How I grew to love 'The Squat' in 12 months

“You don’t like your current role (in your job) because you are not good at it” – This is what my reporting manager gave me as feedback almost a year ago during one of my performance reviews as I sat there complaining about how I was not enjoying work.

That statement makes a lot of sense, especially when I think back about how I used to hate ‘leg days’ at the gym. From the time I started college, wanted to look good and impress the ladies and started going to the gym, building muscle for me was all about the Bench Press, ‘Abs’ and bodyweight stuff like Push-ups and Pull-ups. Mark Rippetoe attributes this to us being very ‘handsy’ people – we like to work out on parts of our body we can see in a mirror. There is nothing super wrong about that - the Bench Press and bodyweight stuff can be important parts of your training program.

However this approach, combined with the absence of a sustained spell of strength training and periods of under-eating left me for the major part of the last 10 years with chicken legs, not too much of a backside and in general, lack of strength and mobility.


(borrowed this pic from some other blog)

I think I did a proper back squat with a barbell for the first time in 29 years when I joined Xplore CrossFit in Seattle last July (am not counting the quarter/half squat attempts with the Smith machine earlier). I started off pretty weak - I could barely get below parallel, I would get all kinds off aches and pains when I squatted, be sore for days after and progression was pretty slow. It was frustrating because I was working hard – I squatted regularly at the gym, ate clean and spent time every day at home trying to hold a squat position and get deeper for as long as possible. I would even take my conference calls for work from a squat position. After 6-9 months of training and as recent as March/April early this year, I was squatting heavier but progressing slowly, at 1 Kg a week or less for a 5x5 workout – I didn’t hate squat days as much but would still be more excited if Bench Press was part of my training than the Back Squat and certainly didn’t look forward to the Front Squat.

Today, I squat in some form for at least 100 reps in a week – free squats, warm up sets, Back, Front, Overhead, 5x5, 5x3, 1 rep max, with the Snatches and Cleans..... I don’t know if that is high or low.
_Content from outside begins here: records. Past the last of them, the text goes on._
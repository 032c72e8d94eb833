use hmac::{Hmac, Mac};
use rand::Rng;
use sha2::Sha256;

type HmacSha256 = Hmac<Sha256>;

/// Trim + lowercase. Applied before any hashing or storage lookup so that
/// case and whitespace never create duplicate identities.
pub fn normalize_email(email: &str) -> String {
    email.trim().to_lowercase()
}

/// Fixed-length decimal code, each digit uniformly random.
pub fn generate_code(length: usize) -> String {
    let mut rng = rand::rng();
    (0..length)
        .map(|_| char::from(b'0' + rng.random_range(0..10u8)))
        .collect()
}

/// Keyed digest of `email:code`. Only this digest is ever stored; verification
/// re-derives it from the candidate code and compares.
pub fn hash_code(secret: &str, email: &str, code: &str) -> String {
    let mut mac =
        HmacSha256::new_from_slice(secret.as_bytes()).expect("HMAC accepts any key length");
    mac.update(format!("{}:{}", normalize_email(email), code).as_bytes());
    hex::encode(mac.finalize().into_bytes())
}
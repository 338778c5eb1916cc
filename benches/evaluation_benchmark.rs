use criterion::Criterion;
use criterion::{criterion_group, criterion_main};
use featgate::{Attributes, Context, FeatureDefinition};
use std::collections::HashMap;
use std::sync::Arc;
use std::thread;

fn context() -> Arc<Context> {
    let features: HashMap<String, FeatureDefinition> = serde_json::from_str(
        r#"{
            "targeted": {
                "defaultValue": false,
                "rules": [
                    {"condition": {"$and": [{"country": {"$in": ["US", "CA"]}}, {"age": {"$gte": 18}}]}, "force": true}
                ]
            },
            "experiment": {
                "defaultValue": "control",
                "rules": [{"key": "exp1", "variations": ["control", "a", "b"], "weights": [0.4, 0.3, 0.3]}]
            }
        }"#,
    )
    .unwrap();
    let context = Context::new();
    context.set_features(Arc::new(features));
    context.set_attributes(
        Attributes::new()
            .id("user-42")
            .with("country", "US")
            .with("age", 31),
    );
    Arc::new(context)
}

fn eval_feature_bench(c: &mut Criterion) {
    let context = context();
    c.bench_function("eval_targeted_feature", |b| {
        b.iter(|| context.is_on("targeted"));
    });
    c.bench_function("eval_experiment_feature", |b| {
        b.iter(|| context.eval_feature("experiment"));
    });
    c.bench_function("eval_from_threads", |b| {
        b.iter(|| {
            let handles: Vec<_> = (0..8)
                .map(|_| {
                    let context = Arc::clone(&context);
                    thread::spawn(move || {
                        for _ in 0..100 {
                            context.eval_feature("experiment");
                        }
                    })
                })
                .collect();
            for handle in handles {
                handle.join().unwrap();
            }
        });
    });
}

criterion_group!(benches, eval_feature_bench);
criterion_main!(benches);
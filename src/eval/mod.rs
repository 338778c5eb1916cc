pub mod condition;
pub mod details;
pub mod evaluator;
pub mod hashing;
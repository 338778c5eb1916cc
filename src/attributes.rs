use serde::Serialize;
use serde_json::{Map, Value};
use std::fmt::{Display, Formatter};
use std::ops::Index;

static NULL: Value = Value::Null;

/// Describes the evaluated user. Attributes are free-form JSON values referenced by
/// conditions and used for hashing.
///
/// Conditions address nested attributes with dot-separated paths (`company.size`), and
/// hashing uses the `id` attribute unless the rule names another one.
///
/// # Examples:
///
/// ```rust
/// use featgate::Attributes;
/// use serde_json::json;
///
/// let attributes = Attributes::new()
///     .id("user-42")
///     .with("country", "US")
///     .with("age", 31)
///     .with("roles", vec!["admin", "editor"])
///     .with("company", json!({"name": "Acme", "size": 50}));
///
/// assert_eq!(attributes["country"], "US");
/// ```
#[derive(Serialize, Debug, Clone, Default, PartialEq)]
#[serde(transparent)]
pub struct Attributes {
    attributes: Map<String, Value>,
}

impl Attributes {
    /// Initializes an empty attribute set.
    pub fn new() -> Self {
        Self::default()
    }

    /// Sets the `id` attribute, the default hash attribute.
    ///
    /// # Examples:
    ///
    /// ```rust
    /// use featgate::Attributes;
    ///
    /// let attributes = Attributes::new().id("user-42");
    /// ```
    pub fn id(self, id: &str) -> Self {
        self.with("id", id)
    }

    /// Sets a custom attribute.
    ///
    /// # Examples:
    ///
    /// ```rust
    /// use featgate::Attributes;
    ///
    /// let attributes = Attributes::new()
    ///     .with("rating", 4.5)
    ///     .with("beta", true);
    /// ```
    pub fn with<T: Into<Value>>(mut self, key: &str, value: T) -> Self {
        self.attributes.insert(key.to_owned(), value.into());
        self
    }

    /// Gets the attribute identified by `key`.
    pub fn get(&self, key: &str) -> Option<&Value> {
        self.attributes.get(key)
    }

    pub(crate) fn to_value(&self) -> Value {
        Value::Object(self.attributes.clone())
    }
}

impl From<Map<String, Value>> for Attributes {
    fn from(attributes: Map<String, Value>) -> Self {
        Self { attributes }
    }
}

impl Index<&str> for Attributes {
    type Output = Value;

    fn index(&self, key: &str) -> &Self::Output {
        self.attributes.get(key).unwrap_or(&NULL)
    }
}

impl Display for Attributes {
    fn fmt(&self, f: &mut Formatter<'_>) -> std::fmt::Result {
        match serde_json::to_string(self) {
            Ok(str) => write!(f, "{str}"),
            Err(_) => f.write_str("<invalid attributes>"),
        }
    }
}
use aes::cipher::block_padding::Pkcs7;
use aes::cipher::{BlockDecryptMut, KeyIvInit};
use base64::engine::general_purpose::STANDARD;
use base64::Engine;
use sha1::{Digest, Sha1};
use thiserror::Error;

type Aes128CbcDec = cbc::Decryptor<aes::Aes128>;
type Aes256CbcDec = cbc::Decryptor<aes::Aes256>;

#[derive(Error, Debug, PartialEq)]
pub enum DecryptError {
    #[error("encrypted payload must have the form '<iv>.<ciphertext>'")]
    Format,
    #[error("invalid base64 content ({0})")]
    Base64(String),
    #[error("decryption key must be 16 or 32 bytes long, got {0}")]
    KeyLength(usize),
    #[error("decryption failed, the key is probably wrong")]
    Cipher,
    #[error("decrypted content is not valid UTF-8")]
    Utf8,
}

pub fn sha1(payload: &str) -> String {
    let hash = Sha1::digest(payload);
    base16ct::lower::encode_string(&hash)
}

/// Decrypts a `base64(iv).base64(ciphertext)` string with a base64 encoded AES key.
pub fn decrypt(encrypted: &str, key: &str) -> Result<String, DecryptError> {
    let (iv_part, cipher_part) = encrypted.split_once('.').ok_or(DecryptError::Format)?;
    let key_bytes = decode_b64(key)?;
    let iv = decode_b64(iv_part)?;
    let cipher_text = decode_b64(cipher_part)?;

    let plain = match key_bytes.len() {
        16 => Aes128CbcDec::new_from_slices(&key_bytes, &iv)
            .map_err(|_| DecryptError::Format)?
            .decrypt_padded_vec_mut::<Pkcs7>(&cipher_text)
            .map_err(|_| DecryptError::Cipher)?,
        32 => Aes256CbcDec::new_from_slices(&key_bytes, &iv)
            .map_err(|_| DecryptError::Format)?
            .decrypt_padded_vec_mut::<Pkcs7>(&cipher_text)
            .map_err(|_| DecryptError::Cipher)?,
        len => return Err(DecryptError::KeyLength(len)),
    };
    String::from_utf8(plain).map_err(|_| DecryptError::Utf8)
}

fn decode_b64(val: &str) -> Result<Vec<u8>, DecryptError> {
    STANDARD
        .decode(val.trim())
        .map_err(|err| DecryptError::Base64(err.to_string()))
}
use std::collections::HashMap;
use std::panic::{catch_unwind, AssertUnwindSafe};
use std::sync::atomic::{AtomicU64, Ordering};
use std::sync::{Arc, Mutex, MutexGuard, PoisonError, Weak};

use chrono::{DateTime, TimeDelta, Utc};
use futures::future::{BoxFuture, FutureExt, Shared};
use eventsource_client as es;
use log::{debug, error, warn};
use tokio_util::sync::CancellationToken;

use crate::constants::{CACHE_KEY_SEPARATOR, FEATURES_EVENT};
use crate::errors::ClientError;
use crate::fetch::fetcher::{FeatureFetcher, FetchResponse};
use crate::fetch::stream::{run_stream, stream_client, stream_url};
use crate::model::feature::{entry_from_cached_json, entry_from_json, FeatureApiResponse, FeatureEntry};
use crate::options::RepositoryOptions;
use crate::utils::sha1;

type SharedFetch = Shared<BoxFuture<'static, Option<Arc<FeatureApiResponse>>>>;
type SubscriberCallback = Arc<dyn Fn(Arc<FeatureApiResponse>) + Send + Sync>;

static SHARED: Mutex<Option<Arc<FeatureRepository>>> = Mutex::new(None);

pub(crate) fn cache_key(api_host: &str, client_key: &str) -> String {
    format!("{api_host}{CACHE_KEY_SEPARATOR}{client_key}")
}

struct CacheEntry {
    entry: FeatureEntry,
    stale_at: DateTime<Utc>,
    expires_at: DateTime<Utc>,
}

impl CacheEntry {
    fn new(entry: FeatureEntry, options: &RepositoryOptions) -> Self {
        let after = |duration: &std::time::Duration| {
            let delta = TimeDelta::from_std(*duration).unwrap_or(TimeDelta::MAX);
            entry
                .fetch_time
                .checked_add_signed(delta)
                .unwrap_or(DateTime::<Utc>::MAX_UTC)
        };
        Self {
            stale_at: after(options.stale_ttl()),
            expires_at: after(options.max_age()),
            entry,
        }
    }
}

struct StreamHandle {
    callbacks: HashMap<u64, SubscriberCallback>,
    cancellation_token: CancellationToken,
}

#[derive(Default)]
struct RepositoryState {
    cache: HashMap<String, CacheEntry>,
    active_fetches: HashMap<String, SharedFetch>,
    streams: HashMap<String, StreamHandle>,
}

struct RepositoryInner {
    options: RepositoryOptions,
    fetcher: FeatureFetcher,
    state: Mutex<RepositoryState>,
    next_subscriber_id: AtomicU64,
}

impl RepositoryInner {
    fn lock(&self) -> MutexGuard<'_, RepositoryState> {
        self.state.lock().unwrap_or_else(PoisonError::into_inner)
    }

    /// Inserts `entry`, evicting the oldest entries over the limit. Returns the serialized
    /// entry so it can be persisted once the lock is released.
    fn store(&self, state: &mut RepositoryState, key: &str, entry: FeatureEntry) -> String {
        let serialized = entry.serialize();
        state
            .cache
            .insert(key.to_owned(), CacheEntry::new(entry, &self.options));
        while state.cache.len() > self.options.max_entries() {
            let oldest = state
                .cache
                .iter()
                .filter(|(k, _)| k.as_str() != key)
                .min_by_key(|(_, cached)| cached.entry.fetch_time)
                .map(|(k, _)| k.clone());
            match oldest {
                Some(oldest) => {
                    debug!("Evicting cached features of '{oldest}'");
                    state.cache.remove(&oldest);
                }
                None => break,
            }
        }
        serialized
    }

    fn persist(&self, key: &str, serialized: &str) {
        self.options.cache().write(&sha1(key), serialized);
    }

    fn read_persisted(&self, key: &str) -> Option<FeatureEntry> {
        let cached = self.options.cache().read(&sha1(key))?;
        if cached.is_empty() {
            return None;
        }
        match entry_from_cached_json(cached.as_str()) {
            Ok(entry) => Some(entry),
            Err(err) => {
                warn!(event_id = 2201; "Failed to read the persisted features. {err}");
                None
            }
        }
    }

    async fn fetch_and_store(
        &self,
        key: &str,
        api_host: &str,
        client_key: &str,
    ) -> Option<Arc<FeatureApiResponse>> {
        let response = self.fetcher.fetch(api_host, client_key).await;
        let (payload, serialized) = {
            let mut state = self.lock();
            state.active_fetches.remove(key);
            match response {
                FetchResponse::Fetched(entry) => {
                    let payload = Arc::clone(&entry.payload);
                    let serialized = self.store(&mut state, key, entry);
                    (payload, serialized)
                }
                FetchResponse::Failed(_) => return None,
            }
        };
        self.persist(key, &serialized);
        Some(payload)
    }

    fn apply_stream_event(&self, key: &str, event: &es::Event) {
        if event.event_type != FEATURES_EVENT {
            debug!("Ignoring stream event '{}'", event.event_type);
            return;
        }
        let entry = match entry_from_json(event.data.as_str(), Utc::now()) {
            Ok(entry) => entry,
            Err(err) => {
                warn!(event_id = 2202; "Dropping malformed stream event. {err}");
                return;
            }
        };
        let payload = Arc::clone(&entry.payload);
        let (serialized, callbacks) = {
            let mut state = self.lock();
            let serialized = self.store(&mut state, key, entry);
            let callbacks = state
                .streams
                .get(key)
                .map(|handle| handle.callbacks.values().cloned().collect::<Vec<_>>())
                .unwrap_or_default();
            (serialized, callbacks)
        };
        self.persist(key, &serialized);
        for callback in callbacks {
            let payload = Arc::clone(&payload);
            if catch_unwind(AssertUnwindSafe(|| callback(payload))).is_err() {
                error!(event_id = 2203; "A feature subscriber panicked while handling an update.");
            }
        }
    }

    fn unsubscribe(&self, key: &str, id: u64) {
        let mut state = self.lock();
        let Some(handle) = state.streams.get_mut(key) else {
            return;
        };
        handle.callbacks.remove(&id);
        if handle.callbacks.is_empty() {
            handle.cancellation_token.cancel();
            state.streams.remove(key);
            debug!("Closed the stream of '{key}'");
        }
    }
}

/// Fetches, caches and refreshes feature payloads.
///
/// Payloads are cached per `(api host, client key)` pair. A fresh payload is served from
/// memory, a stale one is served while a single background refresh runs, and an expired
/// or missing one is fetched before returning. Concurrent loads of the same key share one
/// HTTP request.
///
/// Most applications use the process-wide [`FeatureRepository::shared`] instance; tests and
/// multi-tenant services create their own.
///
/// # Examples
///
/// ```no_run
/// use featgate::{FeatureRepository, RepositoryOptions};
///
/// #[tokio::main]
/// async fn main() {
///     let repository = FeatureRepository::new(RepositoryOptions::default()).unwrap();
///     let payload = repository.load_features("https://cdn.example.com", "client-key").await;
/// }
/// ```
pub struct FeatureRepository {
    inner: Arc<RepositoryInner>,
}

impl FeatureRepository {
    /// Creates a new repository with its own cache.
    ///
    /// # Errors
    ///
    /// This method fails if the underlying HTTP clients can't be initialized.
    pub fn new(options: RepositoryOptions) -> Result<Self, ClientError> {
        let fetcher = FeatureFetcher::new(*options.http_timeout())?;
        Ok(Self {
            inner: Arc::new(RepositoryInner {
                options,
                fetcher,
                state: Mutex::new(RepositoryState::default()),
                next_subscriber_id: AtomicU64::new(0),
            }),
        })
    }

    /// Returns the process-wide repository, creating it with default options on first use.
    ///
    /// # Errors
    ///
    /// This method fails if the underlying HTTP clients can't be initialized.
    pub fn shared() -> Result<Arc<FeatureRepository>, ClientError> {
        let mut shared = SHARED.lock().unwrap_or_else(PoisonError::into_inner);
        if let Some(repository) = shared.as_ref() {
            return Ok(Arc::clone(repository));
        }
        let repository = Arc::new(FeatureRepository::new(RepositoryOptions::default())?);
        *shared = Some(Arc::clone(&repository));
        Ok(repository)
    }

    /// Returns the feature payload of `client_key`, fetching it when needed.
    ///
    /// Returns [`None`] when there is no usable cached payload and fetching fails.
    pub async fn load_features(
        &self,
        api_host: &str,
        client_key: &str,
    ) -> Option<Arc<FeatureApiResponse>> {
        let key = cache_key(api_host, client_key);
        self.hydrate(&key);

        let fetch = {
            let mut state = self.inner.lock();
            let now = Utc::now();
            let cached = state.cache.get(&key).and_then(|cached| {
                (now < cached.expires_at)
                    .then(|| (Arc::clone(&cached.entry.payload), now >= cached.stale_at))
            });
            match cached {
                Some((payload, false)) => return Some(payload),
                Some((payload, true)) => {
                    debug!("Serving stale features of '{key}' while refreshing");
                    drop(self.start_fetch(&mut state, &key, api_host, client_key));
                    return Some(payload);
                }
                None => self.start_fetch(&mut state, &key, api_host, client_key),
            }
        };
        fetch.await
    }

    /// Fetches the payload of `client_key` regardless of the cached one's age.
    ///
    /// Joins an already running fetch of the same key.
    pub async fn refresh(&self, api_host: &str, client_key: &str) -> Option<Arc<FeatureApiResponse>> {
        let key = cache_key(api_host, client_key);
        let fetch = {
            let mut state = self.inner.lock();
            self.start_fetch(&mut state, &key, api_host, client_key)
        };
        fetch.await
    }

    /// Drops every cached payload. Running fetches and streams are not affected.
    pub fn clear_cache(&self) {
        self.inner.lock().cache.clear();
    }

    /// Opens (or joins) the payload stream of `client_key` and calls `callback` with every
    /// pushed payload. Pushed payloads also replace the cached one.
    ///
    /// The stream stays open until the last [`Subscription`] of the key is dropped. Must be
    /// called within a Tokio runtime.
    ///
    /// # Examples
    ///
    /// ```no_run
    /// use featgate::FeatureRepository;
    ///
    /// #[tokio::main]
    /// async fn main() {
    ///     let repository = FeatureRepository::shared().unwrap();
    ///     let subscription = repository.subscribe("https://cdn.example.com", "client-key", |payload| {
    ///         println!("{} features received", payload.features.len());
    ///     });
    /// }
    /// ```
    pub fn subscribe<F>(&self, api_host: &str, client_key: &str, callback: F) -> Subscription
    where
        F: Fn(Arc<FeatureApiResponse>) + Send + Sync + 'static,
    {
        let key = cache_key(api_host, client_key);
        let id = self.inner.next_subscriber_id.fetch_add(1, Ordering::SeqCst);
        let mut state = self.inner.lock();
        match state.streams.get_mut(&key) {
            Some(handle) => {
                handle.callbacks.insert(id, Arc::new(callback));
            }
            None => {
                let token = CancellationToken::new();
                self.start_stream(&key, api_host, client_key, token.clone());
                state.streams.insert(
                    key.clone(),
                    StreamHandle {
                        callbacks: HashMap::from([(id, Arc::new(callback) as SubscriberCallback)]),
                        cancellation_token: token,
                    },
                );
            }
        }
        Subscription {
            repository: Arc::downgrade(&self.inner),
            key,
            id,
        }
    }

    fn hydrate(&self, key: &str) {
        if self.inner.lock().cache.contains_key(key) {
            return;
        }
        if let Some(entry) = self.inner.read_persisted(key) {
            let mut state = self.inner.lock();
            if !state.cache.contains_key(key) {
                debug!("Loaded persisted features of '{key}'");
                self.inner.store(&mut state, key, entry);
            }
        }
    }

    fn start_fetch(
        &self,
        state: &mut RepositoryState,
        key: &str,
        api_host: &str,
        client_key: &str,
    ) -> SharedFetch {
        if let Some(active) = state.active_fetches.get(key) {
            return active.clone();
        }
        let inner = Arc::clone(&self.inner);
        let (task_key, task_host, task_client_key) =
            (key.to_owned(), api_host.to_owned(), client_key.to_owned());
        let handle = tokio::spawn(async move {
            inner
                .fetch_and_store(&task_key, &task_host, &task_client_key)
                .await
        });
        let fetch = async move {
            handle.await.unwrap_or_else(|err| {
                error!(event_id = 2204; "Feature fetch task failed. {err}");
                None
            })
        }
        .boxed()
        .shared();
        state.active_fetches.insert(key.to_owned(), fetch.clone());
        fetch
    }

    fn start_stream(&self, key: &str, api_host: &str, client_key: &str, token: CancellationToken) {
        let url = stream_url(api_host, client_key);
        let client = match stream_client(&url, &self.inner.options) {
            Ok(client) => client,
            Err(err) => {
                error!(event_id = err.kind.as_u8(); "{}", err);
                return;
            }
        };
        let weak = Arc::downgrade(&self.inner);
        let retry_delay = *self.inner.options.stream_max_backoff();
        let key = key.to_owned();
        tokio::spawn(run_stream(client, url, retry_delay, token, move |event| {
            match weak.upgrade() {
                Some(inner) => {
                    inner.apply_stream_event(&key, event);
                    true
                }
                None => false,
            }
        }));
    }
}

/// Handle of a payload stream subscription. Dropping it unsubscribes.
pub struct Subscription {
    repository: Weak<RepositoryInner>,
    key: String,
    id: u64,
}

impl Drop for Subscription {
    fn drop(&mut self) {
        if let Some(inner) = self.repository.upgrade() {
            inner.unsubscribe(&self.key, self.id);
        }
    }
}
All I know is that I love it – Squat days are now my favorite days in the week. I think there are a few reasons for this change – One, my progression has started to accelerate and two, I am starting to see how squatting is helping me perform better, with daily activity, mobility, running as well as for pretty much everything I do at the gym like the Olympic lifts. I love squatting - even when I am not at the gym. I still get the little aches and pains, but I don’t get as sore.

Oh and also, I don’t suck at squatting – at least, not as much as I used to.

So when I ask myself -

  1. Am I satisfied that my 1 rep max for the Back Squat is 126Kg? Nope, I need to be squatting more. Next goal is at least 2x bodyweight
  2. Am I satisfied that my 1 rep max for the Back Squat has progressed from 82 Kg in October 2012 to 126 Kg now? Hell yeah!  I should be on track to hit 52 Kg for the calendar year
So going back to what my manager told me - If you are complaining about something, you probably suck at it. And if you don’t get better at it even a little at a time, you will continue to complain about it. If you get better at it enough, you might just grow to love it!